HU 5012 Communication Theory | Collins

84944 | M 7:00PM-9:30PM | Walker 329B

Course Overview

Because the notion of communication spans an enormously wide range of approaches and concepts within its scope, the study of communication theory confronts us with a vast body of literature drawing from a number of disciplines making up what has become the field of communication inquiry. In this course, we will narrow our focus to include some intellectual legacies intersecting with humanistic perspectives on communication, culture, and technology. These include:

  1. the constitutive relation between communication and culture,
  2. socio-historical approaches to communication technology and social change,
  3. medium theory,
  4. political economy and media industries,
  5. geopolitics and communication power.

Please Note: Selections from the following readings are tentative and may change:

  • John Fiske, Introduction to Communication Studies (2011)
  • James Carey, Communication as Culture: Essays on Media and Society (2009)
  • Carolyn Marvin, When Old Technologies Were New: Thinking About Electric Communication in the Late Nineteenth Century (1988)
  • Harold Innis, The Bias of Communication (1951)
  • Daniel Czitrom, Media and the American Mind: From Morse to McLuhan (1982)
  • Raymond Williams, Television: Technology and Cultural Form (2003)
  • Sarah Sharma, Re-Understanding Media: Feminist Extensions of Marshall McLuhan (2022)
  • Lisa Parks and Nicole Starosielski, Signal Traffic: Critical Studies of Media Infrastructure (2015)
  • Robert McChesney, Rich Media, Poor Democracy: Communication Politics in Dubious Times (2015)
  • Andreas Hepp, Mediatized Worlds: Culture and Society in a Media Age (2014)
  • Thomas Streeter, The Net Effect: Romanticism, Capitalism, and the Internet (2011)
  • Dwayne Winseck and Robert Pike, Communication and Empire (2007)

HU 6002 Culture and Social Justice | Viera-Ramos

84945 | W 7:00PM-9:30PM | Walker 329B

Course Overview

Bodies in Transition: Conceptually Exploring Some “New” Feminist Writers in Latin America

Jacques Lacan used to claim that "poets, who do not know what they say, nevertheless always say, as is well known, things before others" (my translation). Building upon Lacan's observation, this seminar will approach contemporary fiction by Latin-American writers (in translation) with the aim of interrogating present-day understandings of feminist theory.

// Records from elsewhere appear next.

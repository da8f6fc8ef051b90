use std::time::Duration;

use rusqlite::ffi;
use thiserror::Error;

use marquee_types::filters::{UnsafePagingError, UnsafeSortError};

#[derive(Debug, Error)]
pub enum DataError {
    #[error("record not found")]
    RecordNotFound,

    #[error("unable to update the record due to an edit conflict, please try again")]
    EditConflict,

    #[error("a user with this email address already exists")]
    DuplicateEmail,

    #[error("{operation} timed out after {after:?}")]
    Timeout {
        operation: &'static str,
        after: Duration,
    },

    #[error(transparent)]
    UnsafeSort(#[from] UnsafeSortError),

    #[error(transparent)]
    UnsafePaging(#[from] UnsafePagingError),

    #[error("user has no password hash")]
    MissingPasswordHash,

    #[error("database error: {0}")]
    Sqlite(#[from] rusqlite::Error),

    #[error("connection pool error: {0}")]
    Pool(#[from] r2d2::Error),

    #[error("database worker failed: {0}")]
    Task(String),

    #[error("corrupt row: {0}")]
    CorruptRow(String),
}

impl DataError {
    /// Outcomes a caller is expected to handle and report to its client,
    /// as opposed to server-side failures.
    pub fn is_expected(&self) -> bool {
        matches!(
            self,
            Self::RecordNotFound | Self::EditConflict | Self::DuplicateEmail
        )
    }
}

/// Whether `err` is a UNIQUE violation on `column` (written `table.column`).
///
/// SQLite reports the offending columns after the colon in
/// `UNIQUE constraint failed: users.email`; the extended result code, not the
/// wording, decides that it is a uniqueness failure at all.
pub(crate) fn is_unique_violation(err: &rusqlite::Error, column: &str) -> bool {
    match err {
        rusqlite::Error::SqliteFailure(e, Some(msg))
            if e.extended_code == ffi::SQLITE_CONSTRAINT_UNIQUE =>
        {
            msg.rsplit_once(": ")
                .is_some_and(|(_, cols)| cols.split(", ").any(|c| c == column))
        }
        _ => false,
    }
}

pub(crate) fn is_foreign_key_violation(err: &rusqlite::Error) -> bool {
    matches!(
        err,
        rusqlite::Error::SqliteFailure(e, _) if e.extended_code == ffi::SQLITE_CONSTRAINT_FOREIGNKEY
    )
}

pub(crate) fn is_interrupted(err: &rusqlite::Error) -> bool {
    err.sqlite_error_code() == Some(rusqlite::ErrorCode::OperationInterrupted)
}
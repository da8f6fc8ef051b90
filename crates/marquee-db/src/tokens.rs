use chrono::Utc;
use rusqlite::{OptionalExtension, params};

use marquee_crypto::token::token_hash;
use marquee_types::models::User;

use crate::users::{USER_COLUMNS, user_from_row};
use crate::{DataError, Database, Result};

impl Database {
    // -- Tokens --

    /// The owner of the unexpired `scope` token whose plaintext is
    /// `plaintext`. Only the SHA-256 digest is ever compared; an expired,
    /// mis-scoped or unknown token is `RecordNotFound`.
    pub async fn get_user_for_token(&self, scope: &str, plaintext: &str) -> Result<User> {
        let hash = token_hash(plaintext);
        let scope = scope.to_string();

        self.run("get_user_for_token", move |conn| {
            conn.query_row(
                &format!(
                    "SELECT {USER_COLUMNS}
                     FROM users
                     INNER JOIN tokens ON users.id = tokens.user_id
                     WHERE tokens.hash = ?1 AND tokens.scope = ?2 AND tokens.expiry > ?3"
                ),
                params![&hash[..], scope, Utc::now().timestamp()],
                user_from_row,
            )
            .optional()?
            .ok_or(DataError::RecordNotFound)
        })
        .await
    }
}
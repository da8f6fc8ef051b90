use chrono::{DateTime, Utc};
use rusqlite::{OptionalExtension, Row, params};
use tracing::{debug, warn};

use marquee_crypto::password::Password;
use marquee_types::models::User;

use crate::error::is_unique_violation;
use crate::{DataError, Database, Result};

pub(crate) const USER_COLUMNS: &str =
    "users.id, users.created_at, users.name, users.email, users.password_hash, users.activated, users.version";

const EMAIL_COLUMN: &str = "users.email";

impl Database {
    // -- Users --

    /// Insert `user`, filling in the id, creation time and initial version.
    /// The plaintext password is dropped from `user` once the row is written.
    pub async fn insert_user(&self, user: &mut User) -> Result<()> {
        let hash = user
            .password
            .hash()
            .ok_or(DataError::MissingPasswordHash)?
            .to_string();
        let (name, email, activated) = (user.name.clone(), user.email.clone(), user.activated);

        let (id, created_at, version): (i64, DateTime<Utc>, i32) = self
            .run("insert_user", move |conn| {
                conn.query_row(
                    "INSERT INTO users (created_at, name, email, password_hash, activated)
                     VALUES (?1, ?2, ?3, ?4, ?5)
                     RETURNING id, created_at, version",
                    params![Utc::now(), name, email, hash, activated],
                    |row| Ok((row.get(0)?, row.get(1)?, row.get(2)?)),
                )
                .map_err(map_email_conflict)
            })
            .await?;

        user.id = id;
        user.created_at = created_at;
        user.version = version;
        user.password.clear_plaintext();
        debug!(id, "user inserted");
        Ok(())
    }

    /// Look up an account by email, case-insensitively.
    pub async fn get_user_by_email(&self, email: &str) -> Result<User> {
        let email = email.to_string();

        self.run("get_user_by_email", move |conn| {
            conn.query_row(
                &format!("SELECT {USER_COLUMNS} FROM users WHERE email = ?1"),
                [email],
                user_from_row,
            )
            .optional()?
            .ok_or(DataError::RecordNotFound)
        })
        .await
    }

    /// Write `user` back if nobody has changed it since it was read.
    ///
    /// Same version check as [`Database::update_movie`]. Taking an email that
    /// belongs to another account is `DuplicateEmail`, reported ahead of any
    /// version conflict.
    pub async fn update_user(&self, user: &mut User) -> Result<()> {
        let hash = user
            .password
            .hash()
            .ok_or(DataError::MissingPasswordHash)?
            .to_string();
        let (name, email, activated) = (user.name.clone(), user.email.clone(), user.activated);
        let (id, held_version) = (user.id, user.version);

        let version: i32 = self
            .run("update_user", move |conn| {
                conn.query_row(
                    "UPDATE users
                     SET name = ?1, email = ?2, password_hash = ?3, activated = ?4, version = version + 1
                     WHERE id = ?5 AND version = ?6
                     RETURNING version",
                    params![name, email, hash, activated, id, held_version],
                    |row| row.get(0),
                )
                .optional()
                .map_err(map_email_conflict)?
                .ok_or(DataError::EditConflict)
            })
            .await
            .inspect_err(|e| {
                if matches!(e, DataError::EditConflict) {
                    warn!(id, version = held_version, "user update lost a version race");
                }
            })?;

        user.version = version;
        user.password.clear_plaintext();
        Ok(())
    }
}

fn map_email_conflict(err: rusqlite::Error) -> DataError {
    if is_unique_violation(&err, EMAIL_COLUMN) {
        DataError::DuplicateEmail
    } else {
        DataError::Sqlite(err)
    }
}

/// Map the seven `USER_COLUMNS`.
pub(crate) fn user_from_row(row: &Row<'_>) -> rusqlite::Result<User> {
    Ok(User {
        id: row.get(0)?,
        created_at: row.get(1)?,
        name: row.get(2)?,
        email: row.get(3)?,
        password: Password::from_hash(row.get(4)?),
        activated: row.get(5)?,
        version: row.get(6)?,
    })
}
use std::fmt;

use serde::Serialize;
use thiserror::Error;

use crate::validator::{Validator, permitted_value};

pub const MAX_PAGE: i64 = 10_000_000;
pub const MAX_PAGE_SIZE: i64 = 100;

/// Sort keys accepted by the movie listing, ascending and descending.
pub const MOVIE_SORT_SAFELIST: &[&str] = &[
    "id", "title", "year", "runtime", "-id", "-title", "-year", "-runtime",
];

/// A sort value outside the safelist got past validation. This is a bug in
/// the caller, never a user error.
#[derive(Debug, Error, PartialEq, Eq)]
#[error("unsafe sort parameter: {0}")]
pub struct UnsafeSortError(pub String);

/// Page or page size outside `1..=MAX_PAGE` and `1..=MAX_PAGE_SIZE` got
/// past validation. Like [`UnsafeSortError`], a caller bug.
#[derive(Debug, Error, PartialEq, Eq)]
#[error("unsafe paging parameters: page {page}, page_size {page_size}")]
pub struct UnsafePagingError {
    pub page: i64,
    pub page_size: i64,
}

#[derive(Debug, Clone, Copy, PartialEq, Eq)]
pub enum SortDirection {
    Asc,
    Desc,
}

impl SortDirection {
    pub fn as_sql(self) -> &'static str {
        match self {
            Self::Asc => "ASC",
            Self::Desc => "DESC",
        }
    }
}

impl fmt::Display for SortDirection {
    fn fmt(&self, f: &mut fmt::Formatter<'_>) -> fmt::Result {
        f.write_str(self.as_sql())
    }
}

/// Paging and sort parameters for a list query.
///
/// The sort column and direction are the only values ever spliced into SQL
/// text, so both come out of `sort_safelist` rather than from `sort` itself.
#[derive(Debug, Clone, PartialEq, Eq)]
pub struct Filters {
    pub page: i64,
    pub page_size: i64,
    pub sort: String,
    pub sort_safelist: &'static [&'static str],
}

impl Filters {
    /// First page, 20 per page, sorted by id.
    pub fn new(sort_safelist: &'static [&'static str]) -> Self {
        Self {
            page: 1,
            page_size: 20,
            sort: "id".to_string(),
            sort_safelist,
        }
    }

    /// The safelisted column named by `sort`, with any `-` prefix removed.
    pub fn sort_column(&self) -> Result<&'static str, UnsafeSortError> {
        self.sort_safelist
            .iter()
            .copied()
            .find(|safe| *safe == self.sort)
            .map(|safe| safe.trim_start_matches('-'))
            .ok_or_else(|| UnsafeSortError(self.sort.clone()))
    }

    pub fn sort_direction(&self) -> SortDirection {
        if self.sort.starts_with('-') {
            SortDirection::Desc
        } else {
            SortDirection::Asc
        }
    }

    pub fn limit(&self) -> i64 {
        self.page_size
    }

    pub fn offset(&self) -> i64 {
        self.page.saturating_sub(1).saturating_mul(self.page_size)
    }

    /// `(limit, offset)` for a query, provided page and page size are within
    /// the bounds `validate_filters` enforces.
    pub fn paging(&self) -> Result<(i64, i64), UnsafePagingError> {
        if (1..=MAX_PAGE).contains(&self.page) && (1..=MAX_PAGE_SIZE).contains(&self.page_size) {
            Ok((self.limit(), self.offset()))
        } else {
            Err(UnsafePagingError {
                page: self.page,
                page_size: self.page_size,
            })
        }
    }
}

pub fn validate_filters(v: &mut Validator, f: &Filters) {
    v.check(f.page >= 1, "page", "must be greater than zero");
    v.check(f.page <= MAX_PAGE, "page", "must be a maximum of 10 million");
    v.check(f.page_size >= 1, "page_size", "must be greater than zero");
    v.check(f.page_size <= MAX_PAGE_SIZE, "page_size", "must be a maximum of 100");
    v.check(permitted_value(f.sort.as_str(), f.sort_safelist), "sort", "invalid sort value");
}

/// Pagination details returned alongside a page of results. All zero when
/// nothing matched.
#[derive(Debug, Clone, Copy, Default, PartialEq, Eq, Serialize)]
pub struct Metadata {
    #[serde(skip_serializing_if = "is_zero")]
    pub current_page: i64,
    #[serde(skip_serializing_if = "is_zero")]
    pub page_size: i64,
    #[serde(skip_serializing_if = "is_zero")]
    pub first_page: i64,
    #[serde(skip_serializing_if = "is_zero")]
    pub last_page: i64,
    #[serde(skip_serializing_if = "is_zero")]
    pub total_records: i64,
}

fn is_zero(v: &i64) -> bool {
    *v == 0
}

pub fn calculate_metadata(total_records: i64, page: i64, page_size: i64) -> Metadata {
    if total_records == 0 || page_size <= 0 {
        return Metadata::default();
    }

    Metadata {
        current_page: page,
        page_size,
        first_page: 1,
        last_page: (total_records + page_size - 1) / page_size,
        total_records,
    }
}

#[cfg(test)]
mod tests {
    use super::*;

    fn filters(page: i64, page_size: i64, sort: &str) -> Filters {
        Filters {
            page,
            page_size,
            sort: sort.to_string(),
            sort_safelist: MOVIE_SORT_SAFELIST,
        }
    }

    #[test]
    fn descending_sort_resolves() {
        let f = filters(1, 20, "-year");
        assert_eq!(f.sort_column(), Ok("year"));
        assert_eq!(f.sort_direction(), SortDirection::Desc);
        assert_eq!(f.sort_direction().as_sql(), "DESC");
    }

    #[test]
    fn ascending_sort_resolves() {
        let f = filters(1, 20, "title");
        assert_eq!(f.sort_column(), Ok("title"));
        assert_eq!(f.sort_direction(), SortDirection::Asc);
    }

    #[test]
    fn unlisted_sort_never_resolves() {
        for sort in ["created_at", "year DESC; DROP TABLE movies", "--year", "YEAR", ""] {
            let f = filters(1, 20, sort);
            assert_eq!(f.sort_column(), Err(UnsafeSortError(sort.to_string())));

            let mut v = Validator::new();
            validate_filters(&mut v, &f);
            assert_eq!(v.error("sort"), Some("invalid sort value"));
        }
    }

    #[test]
    fn limit_and_offset() {
        let f = filters(3, 25, "id");
        assert_eq!(f.limit(), 25);
        assert_eq!(f.offset(), 50);
        assert_eq!(filters(1, 10, "id").offset(), 0);
        assert_eq!(filters(i64::MAX, MAX_PAGE_SIZE, "id").offset(), i64::MAX);
        assert_eq!(filters(i64::MIN, 10, "id").offset(), i64::MIN);
    }

    #[test]
    fn paging_within_bounds_resolves() {
        assert_eq!(filters(3, 25, "id").paging(), Ok((25, 50)));
        assert_eq!(
            filters(MAX_PAGE, MAX_PAGE_SIZE, "id").paging(),
            Ok((MAX_PAGE_SIZE, (MAX_PAGE - 1) * MAX_PAGE_SIZE))
        );
    }

    #[test]
    fn paging_out_of_bounds_never_resolves() {
        for (page, page_size) in [
            (1, -1),
            (1, 0),
            (1, MAX_PAGE_SIZE + 1),
            (0, 20),
            (-5, 20),
            (MAX_PAGE + 1, 20),
            (i64::MAX, MAX_PAGE_SIZE),
        ] {
            assert_eq!(
                filters(page, page_size, "id").paging(),
                Err(UnsafePagingError { page, page_size }),
                "page {page}, page_size {page_size}"
            );
        }
    }

    #[test]
    fn page_bounds() {
        let mut v = Validator::new();
        validate_filters(&mut v, &filters(1, 1, "id"));
        assert!(v.valid());

        let mut v = Validator::new();
        validate_filters(&mut v, &filters(MAX_PAGE, MAX_PAGE_SIZE, "-runtime"));
        assert!(v.valid());

        let mut v = Validator::new();
        validate_filters(&mut v, &filters(0, 0, "id"));
        assert!(v.error("page").is_some());
        assert!(v.error("page_size").is_some());

        let mut v = Validator::new();
        validate_filters(&mut v, &filters(MAX_PAGE + 1, MAX_PAGE_SIZE + 1, "id"));
        assert!(v.error("page").is_some());
        assert!(v.error("page_size").is_some());
        assert!(v.error("sort").is_none());
    }

    #[test]
    fn metadata_empty_when_nothing_matched() {
        assert_eq!(calculate_metadata(0, 2, 20), Metadata::default());
        assert_eq!(serde_json::to_value(Metadata::default()).unwrap(), serde_json::json!({}));
    }

    #[test]
    fn metadata_rounds_last_page_up() {
        assert_eq!(
            calculate_metadata(195, 2, 20),
            Metadata {
                current_page: 2,
                page_size: 20,
                first_page: 1,
                last_page: 10,
                total_records: 195,
            }
        );
        assert_eq!(calculate_metadata(200, 1, 20).last_page, 10);
        assert_eq!(calculate_metadata(1, 1, 100).last_page, 1);
    }
}
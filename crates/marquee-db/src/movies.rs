use std::collections::HashSet;

use chrono::{DateTime, Utc};
use rusqlite::types::{ToSql, Type};
use rusqlite::{OptionalExtension, Row, params};
use tracing::{debug, error, warn};

use marquee_types::filters::{Filters, Metadata, calculate_metadata};
use marquee_types::models::{Movie, Runtime};

use crate::{DataError, Database, Result};

const MOVIE_COLUMNS: &str = "id, created_at, title, year, runtime, genres, version";

impl Database {
    // -- Movies --

    /// Insert `movie`, filling in the id, creation time and initial version.
    pub async fn insert_movie(&self, movie: &mut Movie) -> Result<()> {
        let mut record = movie.clone();
        let genres = encode_genres(&record.genres)?;

        let record = self
            .run("insert_movie", move |conn| {
                let (id, created_at, version): (i64, DateTime<Utc>, i32) = conn.query_row(
                    "INSERT INTO movies (created_at, title, year, runtime, genres)
                     VALUES (?1, ?2, ?3, ?4, ?5)
                     RETURNING id, created_at, version",
                    params![Utc::now(), record.title, record.year, record.runtime.minutes(), genres],
                    |row| Ok((row.get(0)?, row.get(1)?, row.get(2)?)),
                )?;
                record.id = id;
                record.created_at = created_at;
                record.version = version;
                Ok(record)
            })
            .await?;

        debug!(id = record.id, "movie inserted");
        *movie = record;
        Ok(())
    }

    pub async fn get_movie(&self, id: i64) -> Result<Movie> {
        if id < 1 {
            return Err(DataError::RecordNotFound);
        }

        self.run("get_movie", move |conn| {
            conn.query_row(
                &format!("SELECT {MOVIE_COLUMNS} FROM movies WHERE id = ?1"),
                [id],
                |row| movie_from_row(row, 0),
            )
            .optional()?
            .ok_or(DataError::RecordNotFound)
        })
        .await
    }

    /// Write `movie` back if nobody has changed it since it was read.
    ///
    /// The write only lands when the stored version still equals
    /// `movie.version`; otherwise (including when the row is gone) the result
    /// is `EditConflict` and the caller should re-read before retrying. On
    /// success `movie.version` is advanced to the stored value.
    pub async fn update_movie(&self, movie: &mut Movie) -> Result<()> {
        let record = movie.clone();
        let genres = encode_genres(&record.genres)?;

        let version: i32 = self
            .run("update_movie", move |conn| {
                conn.query_row(
                    "UPDATE movies
                     SET title = ?1, year = ?2, runtime = ?3, genres = ?4, version = version + 1
                     WHERE id = ?5 AND version = ?6
                     RETURNING version",
                    params![
                        record.title,
                        record.year,
                        record.runtime.minutes(),
                        genres,
                        record.id,
                        record.version
                    ],
                    |row| row.get(0),
                )
                .optional()?
                .ok_or(DataError::EditConflict)
            })
            .await
            .inspect_err(|e| {
                if matches!(e, DataError::EditConflict) {
                    warn!(id = movie.id, version = movie.version, "movie update lost a version race");
                }
            })?;

        movie.version = version;
        Ok(())
    }

    pub async fn delete_movie(&self, id: i64) -> Result<()> {
        if id < 1 {
            return Err(DataError::RecordNotFound);
        }

        self.run("delete_movie", move |conn| {
            match conn.execute("DELETE FROM movies WHERE id = ?1", [id])? {
                0 => Err(DataError::RecordNotFound),
                _ => Ok(()),
            }
        })
        .await
    }

    /// One page of movies whose title contains every word of `title` and
    /// whose genres include all of `genres`, plus pagination metadata.
    ///
    /// An empty `title` or `genres` does not filter. Ties on the sort column
    /// are broken by ascending id.
    pub async fn get_all_movies(
        &self,
        title: &str,
        genres: &[String],
        filters: &Filters,
    ) -> Result<(Vec<Movie>, Metadata)> {
        let column = filters.sort_column().map_err(|e| {
            error!("{e}; sort values must be validated before listing");
            DataError::from(e)
        })?;
        let direction = filters.sort_direction();
        let (limit, offset) = filters.paging().map_err(|e| {
            error!("{e}; paging values must be validated before listing");
            DataError::from(e)
        })?;

        let title_query = match TitleSearch::parse(title) {
            TitleSearch::Any => None,
            TitleSearch::Words(query) => Some(query),
            TitleSearch::Nothing => return Ok((Vec::new(), Metadata::default())),
        };
        let wanted_genres = distinct(genres);
        let genres_json = encode_genres(&wanted_genres)?;

        let mut conditions: Vec<&str> = Vec::new();
        if title_query.is_some() {
            conditions.push("id IN (SELECT rowid FROM movies_fts WHERE movies_fts MATCH :title)");
        }
        if !wanted_genres.is_empty() {
            conditions.push(
                "NOT EXISTS (SELECT 1 FROM json_each(:genres) AS wanted
                             WHERE wanted.value NOT IN (SELECT value FROM json_each(movies.genres)))",
            );
        }
        let where_clause = if conditions.is_empty() {
            String::new()
        } else {
            format!("WHERE {}", conditions.join(" AND "))
        };

        // `column` and `direction` come from the static safelist; everything
        // else is a bound parameter.
        let sql = format!(
            "SELECT count(*) OVER(), {MOVIE_COLUMNS}
             FROM movies
             {where_clause}
             ORDER BY {column} {direction}, id ASC
             LIMIT :limit OFFSET :offset"
        );

        let (page, page_size) = (filters.page, filters.page_size);

        self.run("get_all_movies", move |conn| {
            let mut named: Vec<(&str, &dyn ToSql)> = Vec::with_capacity(4);
            named.push((":limit", &limit));
            named.push((":offset", &offset));
            if let Some(query) = title_query.as_ref() {
                named.push((":title", query));
            }
            if !wanted_genres.is_empty() {
                named.push((":genres", &genres_json));
            }

            let mut stmt = conn.prepare(&sql)?;
            let mut rows = stmt.query(named.as_slice())?;

            let mut total_records = 0;
            let mut movies = Vec::new();
            while let Some(row) = rows.next()? {
                total_records = row.get(0)?;
                movies.push(movie_from_row(row, 1)?);
            }

            debug!(returned = movies.len(), total_records, "movies listed");
            Ok((movies, calculate_metadata(total_records, page, page_size)))
        })
        .await
    }
}

/// How a free-text title search maps onto the full-text index.
#[derive(Debug, PartialEq, Eq)]
enum TitleSearch {
    /// Empty search: every title matches.
    Any,
    /// FTS5 query requiring each word. Words are quoted so FTS syntax in the
    /// input (`OR`, `NEAR`, `*`, column filters) is matched literally.
    Words(String),
    /// Non-empty search with no words in it: nothing matches.
    Nothing,
}

impl TitleSearch {
    fn parse(term: &str) -> Self {
        if term.is_empty() {
            return Self::Any;
        }

        let words: Vec<String> = term
            .split(|c: char| !c.is_alphanumeric())
            .filter(|w| !w.is_empty())
            .map(|w| format!("\"{w}\""))
            .collect();

        if words.is_empty() {
            Self::Nothing
        } else {
            Self::Words(words.join(" "))
        }
    }
}

/// First occurrence of each genre, in the order given.
fn distinct(genres: &[String]) -> Vec<String> {
    let mut seen = HashSet::new();
    genres
        .iter()
        .filter(|g| seen.insert(g.as_str()))
        .cloned()
        .collect()
}

fn encode_genres(genres: &[String]) -> Result<String> {
    serde_json::to_string(genres).map_err(|e| DataError::CorruptRow(e.to_string()))
}

/// Map the seven movie columns starting at `offset`.
fn movie_from_row(row: &Row<'_>, offset: usize) -> rusqlite::Result<Movie> {
    let genres_json: String = row.get(offset + 5)?;
    let genres = serde_json::from_str(&genres_json).map_err(|e| {
        rusqlite::Error::FromSqlConversionFailure(offset + 5, Type::Text, Box::new(e))
    })?;

    Ok(Movie {
        id: row.get(offset)?,
        created_at: row.get(offset + 1)?,
        title: row.get(offset + 2)?,
        year: row.get(offset + 3)?,
        runtime: Runtime(row.get(offset + 4)?),
        genres,
        version: row.get(offset + 6)?,
    })
}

Writers such as Mariana Enriquez, Samanta Schweblin, Fernanda Trías, Camila Sosa Villada, and Gabriela Cabezón Camara express a “new” political sensibility: as the feminist movement becomes of paramount importance for social justice, these authors explore the unknown—yet familiar at the same time—of a social relationship yet to come. For instance, Enriquez’s writing delves into politics, not solely by amplifying the voices and visibility of feminist movements, but also by urging a reshaping of social dynamics. Her work possesses a unique quality that blends elements of familiarity and novelty, paving the way for a future distinct from the political landscape as we have known it. Although her writing does touch on other facets directly connected to politics, such as using Argentina’s dictatorial era as a backdrop that accentuates the terror in her stories, the emphasis is placed on the individualized body that fosters an alternative, spiritually-driven social connection. Maintaining the Freudian premise of sexualized and eroticized bodies, this seminar will approach the traditional body-mind division as a possibility for intimately intertwining affections as a way of disrupting each other. Of course, on a “spiritual” level, these disruptions involve an ideological reinterpretation of the current social relationship —as it is the patriarchal model.

In a more concrete manner: if a notion of “woman” is to be deconstructed from its historical, political, economic, and cultural development, then the notion of “man” should also be a part of this deconstruction. Hence, the lingering question is: What kind of politics looms on the horizon of our daily lives?